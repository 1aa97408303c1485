//! Output of scan results.
//!
//! This module handles:
//! - Colored console messages and progress
//! - Result tables
//! - JSON reports

pub mod console;
pub mod json;
pub mod table;

pub use console::ConsoleOutput;
pub use json::{write_report, PackageEntry, Report};
pub use table::render_table;

/// Output format for scan results.
#[derive(Debug, Clone, Copy, PartialEq, Eq)]
pub enum OutputFormat {
    /// Human-readable table
    Table,
    /// Indented JSON report written to a file
    Json,
}

impl std::str::FromStr for OutputFormat {
    type Err = String;

    fn from_str(s: &str) -> Result<Self, Self::Err> {
        match s.to_lowercase().as_str() {
            "table" | "terminal" | "console" => Ok(OutputFormat::Table),
            "json" => Ok(OutputFormat::Json),
            _ => Err(format!("Unknown format: {}. Use 'table' or 'json'", s)),
        }
    }
}

#[cfg(test)]
mod tests {
    use super::*;

    #[test]
    fn test_parse_output_format() {
        assert_eq!("table".parse::<OutputFormat>(), Ok(OutputFormat::Table));
        assert_eq!("Json".parse::<OutputFormat>(), Ok(OutputFormat::Json));
        assert!("yaml".parse::<OutputFormat>().is_err());
    }
}
//! Command line configuration.

use crate::classify::{EngineConfig, NPM_PUBLIC_REGISTRY};
use crate::notify::OutputFormat;
use crate::types::{HttpConfig, PaksafeError, Result};
use clap::{Parser, Subcommand};
use std::path::PathBuf;
use tracing::warn;

/// Default JSON report path.
pub const DEFAULT_RESULT_PATH: &str = "./result.json";

/// Dependency confusion scanner for package manifests.
#[derive(Parser, Debug, Clone)]
#[command(name = "paksafe")]
#[command(author, version, about, long_about = None)]
pub struct Config {
    #[command(subcommand)]
    pub command: Commands,

    /// Enable verbose output
    #[arg(short, long, global = true)]
    pub verbose: bool,
}

#[derive(Subcommand, Debug, Clone)]
pub enum Commands {
    /// Scan npm dependencies for dependency confusion risks
    Npm(NpmConfig),
}

/// Configuration for the npm command.
#[derive(Parser, Debug, Clone)]
pub struct NpmConfig {
    /// Path to package.json
    #[arg(default_value = "package.json")]
    pub manifest: PathBuf,

    /// Only list dependencies without scanning
    #[arg(long)]
    pub only_list: bool,

    /// Scan dependencies (default when --only-list is not given)
    #[arg(long)]
    pub scan: bool,

    /// Output format: table or json
    #[arg(long, default_value = "table")]
    pub format: String,

    /// Output file path for the JSON report (default: ./result.json)
    #[arg(long)]
    pub output_file: Option<PathBuf>,

    /// Private registry base URL (enables private registry checks)
    #[arg(long, env = "PAKSAFE_PRIVATE_REGISTRY")]
    pub private_registry: Option<String>,

    /// Private scope prefix, e.g. @myorg
    #[arg(long, env = "PAKSAFE_PRIVATE_SCOPE")]
    pub private_scope: Option<String>,

    /// Public registry base URL
    #[arg(long, default_value = NPM_PUBLIC_REGISTRY)]
    pub public_registry: String,

    /// Request timeout in seconds
    #[arg(long, default_value = "10")]
    pub timeout: u64,

    /// Number of dependencies checked concurrently
    #[arg(long, short = 'c', default_value = "16")]
    pub concurrency: usize,

    /// Custom User-Agent string
    #[arg(long)]
    pub user_agent: Option<String>,

    /// Also read devDependencies
    #[arg(long)]
    pub include_dev: bool,

    /// Quiet mode: only print results
    #[arg(short = 'q', long)]
    pub quiet: bool,
}

impl Default for NpmConfig {
    fn default() -> Self {
        Self {
            manifest: PathBuf::from("package.json"),
            only_list: false,
            scan: false,
            format: "table".to_string(),
            output_file: None,
            private_registry: None,
            private_scope: None,
            public_registry: NPM_PUBLIC_REGISTRY.to_string(),
            timeout: 10,
            concurrency: 16,
            user_agent: None,
            include_dev: false,
            quiet: false,
        }
    }
}

impl NpmConfig {
    /// Get HTTP configuration.
    pub fn http_config(&self) -> HttpConfig {
        let mut http = HttpConfig {
            timeout_secs: self.timeout,
            ..HttpConfig::default()
        };
        if let Some(ref ua) = self.user_agent {
            http.user_agent = ua.clone();
        }
        http
    }

    /// Get classification engine configuration.
    pub fn engine_config(&self) -> EngineConfig {
        EngineConfig::new(
            self.private_registry.as_deref(),
            self.private_scope.as_deref(),
            &self.public_registry,
        )
    }

    /// Whether to scan (as opposed to only listing).
    pub fn should_scan(&self) -> bool {
        self.scan || !self.only_list
    }

    /// Parsed output format. Unknown names fall back to table.
    pub fn output_format(&self) -> OutputFormat {
        self.format.parse().unwrap_or_else(|e| {
            warn!("{}; falling back to table output", e);
            OutputFormat::Table
        })
    }

    /// Destination for the JSON report under an already parsed format.
    pub fn report_path(&self, format: OutputFormat) -> Option<PathBuf> {
        match format {
            OutputFormat::Json => Some(
                self.output_file
                    .clone()
                    .unwrap_or_else(|| PathBuf::from(DEFAULT_RESULT_PATH)),
            ),
            OutputFormat::Table => self.output_file.clone(),
        }
    }

    /// Check values that clap cannot.
    pub fn validate(&self) -> Result<()> {
        url::Url::parse(&self.public_registry)?;

        if let Some(private) = self.private_registry.as_deref().map(str::trim) {
            if !private.is_empty() {
                url::Url::parse(private)?;
            }
        }

        if self.concurrency == 0 {
            return Err(PaksafeError::ConfigError(
                "concurrency must be at least 1".to_string(),
            ));
        }

        if let Some(scope) = self.private_scope.as_deref().map(str::trim) {
            if !scope.is_empty() && !scope.starts_with('@') {
                warn!(
                    "Private scope '{}' does not start with '@'; matching packages will be reported as not_possible",
                    scope
                );
            }
            if !scope.is_empty() && self.engine_config().private_registry().is_none() {
                warn!("Private scope is ignored without --private-registry");
            }
        }

        Ok(())
    }
}
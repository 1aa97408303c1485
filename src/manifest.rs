//! `package.json` dependency reader.

use crate::types::{Dependency, PaksafeError, Result};
use serde_json::{Map, Value};
use std::collections::BTreeMap;
use std::path::Path;
use tracing::debug;

/// Read the dependencies declared in a manifest file.
///
/// The `dependencies` object is required. With `include_dev`, entries from
/// `devDependencies` are merged in; `dependencies` wins on duplicate names.
pub fn read_dependencies(path: &Path, include_dev: bool) -> Result<Vec<Dependency>> {
    let content = std::fs::read_to_string(path).map_err(|e| {
        PaksafeError::ManifestError(format!("error reading {}: {}", path.display(), e))
    })?;

    let deps = parse_dependencies(&content, include_dev)?;
    debug!("Read {} dependencies from {}", deps.len(), path.display());
    Ok(deps)
}

/// Parse dependencies from manifest text. Output is sorted by name.
pub fn parse_dependencies(content: &str, include_dev: bool) -> Result<Vec<Dependency>> {
    let document: Value = serde_json::from_str(content)
        .map_err(|e| PaksafeError::ManifestError(format!("error parsing manifest: {}", e)))?;

    let dependencies = document
        .get("dependencies")
        .and_then(Value::as_object)
        .ok_or_else(|| PaksafeError::ManifestError("no dependencies found in the file".to_string()))?;

    let mut by_name: BTreeMap<String, String> = BTreeMap::new();

    if include_dev {
        if let Some(dev) = document.get("devDependencies").and_then(Value::as_object) {
            collect(dev, &mut by_name);
        }
    }
    collect(dependencies, &mut by_name);

    Ok(by_name
        .into_iter()
        .map(|(name, version)| Dependency::new(name, version))
        .collect())
}

fn collect(map: &Map<String, Value>, into: &mut BTreeMap<String, String>) {
    for (name, version) in map {
        let version = match version {
            Value::String(s) => s.clone(),
            other => other.to_string(),
        };
        into.insert(name.clone(), version);
    }
}
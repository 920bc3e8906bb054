use std::collections::BTreeMap;

/// Maps a class index to the label the model was trained with.
#[derive(Debug, Clone, Default, PartialEq)]
pub struct ClassNames {
    names: BTreeMap<usize, String>,
}

impl ClassNames {
    pub fn from_list<I, S>(names: I) -> Self
    where
        I: IntoIterator<Item = S>,
        S: Into<String>,
    {
        Self {
            names: names.into_iter().map(Into::into).enumerate().collect(),
        }
    }

    /// Placeholder names `class0..classN` for models exported without metadata.
    pub fn generic(count: usize) -> Self {
        Self::from_list((0..count).map(|i| format!("class{i}")))
    }

    /// Parses the `names` entry Ultralytics stores in the ONNX metadata,
    /// e.g. `{0: 'pothole', 1: "road crack"}`.
    pub fn from_metadata(raw: &str) -> Option<Self> {
        let body = raw.trim().strip_prefix('{')?.strip_suffix('}')?;
        let mut names = BTreeMap::new();
        let mut rest = body.trim_start();

        while !rest.is_empty() {
            let colon = rest.find(':')?;
            let index: usize = rest[..colon].trim().parse().ok()?;
            rest = rest[colon + 1..].trim_start();

            let quote = rest.chars().next().filter(|c| *c == '\'' || *c == '"')?;
            let value = &rest[1..];
            let end = value.find(quote)?;
            names.insert(index, value[..end].to_string());

            rest = value[end + 1..].trim_start();
            rest = rest.strip_prefix(',').unwrap_or(rest).trim_start();
        }

        if names.is_empty() {
            None
        } else {
            Some(Self { names })
        }
    }

    pub fn get(&self, class_id: usize) -> Option<&str> {
        self.names.get(&class_id).map(String::as_str)
    }

    pub fn len(&self) -> usize {
        self.names.len()
    }
}
use ndarray::{s, ArrayView2};

use super::DetectError;
use crate::models::{BoundingBox, Detection};

/// Upper bound on boxes fed into NMS.
const MAX_NMS_CANDIDATES: usize = 30_000;

#[derive(Debug, Clone, Copy, PartialEq)]
pub struct Thresholds {
    pub confidence: f32,
    pub iou: f32,
    pub max_detections: usize,
}

impl Default for Thresholds {
    fn default() -> Self {
        Self {
            confidence: 0.25,
            iou: 0.7,
            max_detections: 300,
        }
    }
}

/// Turns a `[4 + classes, candidates]` prediction matrix into scored boxes
/// in model-input pixels. Only the best class of each candidate is kept.
pub fn decode(
    output: ArrayView2<f32>,
    thresholds: &Thresholds,
) -> Result<Vec<Detection>, DetectError> {
    let (rows, candidates) = output.dim();
    if rows < 5 {
        return Err(DetectError::UnexpectedOutput(format!(
            "expected at least 5 rows (4 box + classes), got {rows}"
        )));
    }

    let mut detections = Vec::new();
    for i in 0..candidates {
        let scores = output.slice(s![4.., i]);
        let best = scores.indexed_iter().max_by(|a, b| a.1.total_cmp(b.1));

        let Some((class_id, &confidence)) = best else {
            continue;
        };
        if !(confidence > thresholds.confidence) {
            continue;
        }

        detections.push(Detection {
            class_id,
            confidence,
            bbox: BoundingBox::from_center(
                output[[0, i]],
                output[[1, i]],
                output[[2, i]],
                output[[3, i]],
            ),
        });
    }

    Ok(detections)
}

/// Greedy per-class NMS, highest confidence first.
pub fn non_max_suppression(
    mut detections: Vec<Detection>,
    thresholds: &Thresholds,
) -> Vec<Detection> {
    detections.sort_unstable_by(|a, b| b.confidence.total_cmp(&a.confidence));
    detections.truncate(MAX_NMS_CANDIDATES);

    let mut kept: Vec<Detection> = Vec::new();
    for candidate in detections {
        if kept.len() >= thresholds.max_detections {
            break;
        }
        let suppressed = kept.iter().any(|k| {
            k.class_id == candidate.class_id && k.bbox.iou(&candidate.bbox) > thresholds.iou
        });
        if !suppressed {
            kept.push(candidate);
        }
    }
    kept
}
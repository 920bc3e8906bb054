use serde::Serialize;

#[derive(Debug, Clone, Copy, PartialEq)]
pub struct BoundingBox {
    pub x1: f32,
    pub y1: f32,
    pub x2: f32,
    pub y2: f32,
}

impl BoundingBox {
    pub fn from_center(cx: f32, cy: f32, w: f32, h: f32) -> Self {
        Self {
            x1: cx - w / 2.0,
            y1: cy - h / 2.0,
            x2: cx + w / 2.0,
            y2: cy + h / 2.0,
        }
    }

    pub fn area(&self) -> f32 {
        (self.x2 - self.x1).max(0.0) * (self.y2 - self.y1).max(0.0)
    }

    pub fn intersection(&self, other: &BoundingBox) -> f32 {
        let w = self.x2.min(other.x2) - self.x1.max(other.x1);
        let h = self.y2.min(other.y2) - self.y1.max(other.y1);
        w.max(0.0) * h.max(0.0)
    }

    pub fn iou(&self, other: &BoundingBox) -> f32 {
        let inter = self.intersection(other);
        let union = self.area() + other.area() - inter;
        if union <= 0.0 {
            0.0
        } else {
            inter / union
        }
    }
}

/// A single region reported by the detector.
#[derive(Debug, Clone, PartialEq)]
pub struct Detection {
    pub class_id: usize,
    pub confidence: f32,
    pub bbox: BoundingBox,
}

/// Everything the detector found in one input image.
#[derive(Debug, Clone, Default, PartialEq)]
pub struct ImageDetections {
    pub detections: Vec<Detection>,
}

#[derive(Debug, Serialize, PartialEq)]
pub struct PredictionResponse {
    pub pothole_detected: bool,
}

#[derive(Debug, Serialize)]
pub struct ErrorResponse {
    pub detail: String,
}
use std::path::PathBuf;

use clap::Parser;
use thiserror::Error;

use crate::detector::{yolo::YoloOptions, Thresholds};

#[derive(Debug, Error, PartialEq)]
pub enum ConfigError {
    #[error("{name} must be within 0..=1, got {value}")]
    OutOfRange { name: &'static str, value: f32 },
    #[error("{0} must be greater than zero")]
    Zero(&'static str),
    #[error("target label must not be empty")]
    EmptyTarget,
}

/// Reports whether an uploaded road photo shows a pothole.
#[derive(Debug, Clone, Parser)]
#[command(name = "pothole-detector", version, about)]
pub struct Config {
    /// Address the HTTP server listens on
    #[arg(long, env = "POTHOLE_BIND", default_value = "127.0.0.1:8000")]
    pub bind: String,

    /// ONNX export of the detection model
    #[arg(long, env = "MODEL_PATH", default_value = "best.onnx")]
    pub model: PathBuf,

    /// Square model input side; read from the model metadata when omitted
    #[arg(long, env = "INPUT_SIZE")]
    pub input_size: Option<u32>,

    #[arg(long, env = "CONFIDENCE_THRESHOLD", default_value_t = 0.25)]
    pub conf: f32,

    #[arg(long, env = "IOU_THRESHOLD", default_value_t = 0.7)]
    pub iou: f32,

    #[arg(long, env = "MAX_DETECTIONS", default_value_t = 300)]
    pub max_det: usize,

    /// Label that counts as a pothole, compared case-insensitively
    #[arg(long, env = "TARGET_LABEL", default_value = "pothole")]
    pub target_label: String,

    /// Comma separated class names, overriding the model metadata
    #[arg(long, env = "CLASS_NAMES", value_delimiter = ',')]
    pub class_names: Option<Vec<String>>,

    /// HTTP worker threads; defaults to the number of physical cores
    #[arg(long, env = "WORKERS")]
    pub workers: Option<usize>,
}

impl Config {
    pub fn validate(&self) -> Result<(), ConfigError> {
        for (name, value) in [("conf", self.conf), ("iou", self.iou)] {
            if !(0.0..=1.0).contains(&value) {
                return Err(ConfigError::OutOfRange { name, value });
            }
        }
        if self.max_det == 0 {
            return Err(ConfigError::Zero("max-det"));
        }
        if self.input_size == Some(0) {
            return Err(ConfigError::Zero("input-size"));
        }
        if self.workers == Some(0) {
            return Err(ConfigError::Zero("workers"));
        }
        if self.target_label.trim().is_empty() {
            return Err(ConfigError::EmptyTarget);
        }
        Ok(())
    }

    pub fn yolo_options(&self) -> YoloOptions {
        YoloOptions {
            input_size: self.input_size,
            thresholds: Thresholds {
                confidence: self.conf,
                iou: self.iou,
                max_detections: self.max_det,
            },
            class_names: self.class_names.clone(),
        }
    }
}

:::::

What is being asked ->
Gather each line in these records that contains the string "PathBuf".

Worked solution ->
use std::path::PathBuf;
    pub manifest: PathBuf,
    pub output_file: Option<PathBuf>,
            manifest: PathBuf::from("package.json"),
    pub fn report_path(&self, format: OutputFormat) -> Option<PathBuf> {
                    .unwrap_or_else(|| PathBuf::from(DEFAULT_RESULT_PATH)),
use std::path::PathBuf;
    pub model: PathBuf,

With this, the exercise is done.